= Assigned task =
Your task is to copy every line of the entries that contains "await".

Dataset items
=== Section Start ===
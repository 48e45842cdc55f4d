//! Mock Studio - CLI Entry Point

use anyhow::Result;
use clap::Parser;
use mock_studio::config::ServerConfig;
use mock_studio::server::{router, AppState};
use mock_studio::store::{DbState, Store};
use std::net::SocketAddr;
use std::path::PathBuf;
use std::sync::Arc;
use std::time::Duration;
use tracing::{info, Level};
use tracing_subscriber::FmtSubscriber;

#[derive(Parser, Debug)]
#[command(
    name = "mock-studio",
    about = "Mock banking API with a dynamic, rule-driven stub engine",
    version
)]
struct Args {
    /// Path to configuration file
    #[arg(short, long, default_value = "mock-studio.yaml")]
    config: PathBuf,

    /// Listen address, overrides the configuration file
    #[arg(short, long, value_name = "ADDR")]
    listen: Option<SocketAddr>,

    /// Log level (trace, debug, info, warn, error)
    #[arg(short = 'L', long, default_value = "info")]
    log_level: Level,

    /// Validate configuration and exit
    #[arg(long)]
    validate: bool,
}

#[tokio::main]
async fn main() -> Result<()> {
    let args = Args::parse();

    // Initialize logging
    let subscriber = FmtSubscriber::builder()
        .with_max_level(args.log_level)
        .with_target(false)
        .finish();
    tracing::subscriber::set_global_default(subscriber)?;

    // Load configuration
    let mut config = if args.config.exists() {
        info!(path = ?args.config, "Loading configuration");
        ServerConfig::from_file(&args.config)?
    } else if args.validate {
        anyhow::bail!("Configuration file not found: {:?}", args.config);
    } else {
        info!("Using default configuration");
        ServerConfig::default()
    };
    if let Some(listen) = args.listen {
        config.listen = listen;
    }

    // Validate and exit if requested
    if args.validate {
        config.validate()?;
        println!("Configuration is valid");
        return Ok(());
    }
    config.validate()?;

    // Open the persistent store (or an in-memory one when snapshots
    // are disabled) seeded with the bootstrap admin and banking data.
    let seeds = DbState::seeded(config.admin.seed_admin());
    let store = if config.snapshot.enabled {
        let store = Arc::new(Store::open(Some(config.snapshot.path.clone()), seeds));
        tokio::spawn(Arc::clone(&store).run_snapshot_loop(Duration::from_secs(
            config.snapshot.interval_secs,
        )));
        store
    } else {
        Arc::new(Store::in_memory(seeds))
    };

    let app = router(AppState::new(store));
    let listener = tokio::net::TcpListener::bind(config.listen).await?;
    info!(listen = %config.listen, "Mock Studio listening");
    axum::serve(listener, app)
        .with_graceful_shutdown(shutdown_signal())
        .await?;

    info!("Shutdown complete");
    Ok(())
}

async fn shutdown_signal() {
    if let Err(err) = tokio::signal::ctrl_c().await {
        tracing::error!(error = %err, "Failed to listen for shutdown signal");
    }
}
=== Section End ===
= Reply =
    let listener = tokio::net::TcpListener::bind(config.listen).await?;
        .await?;
    if let Err(err) = tokio::signal::ctrl_c().await {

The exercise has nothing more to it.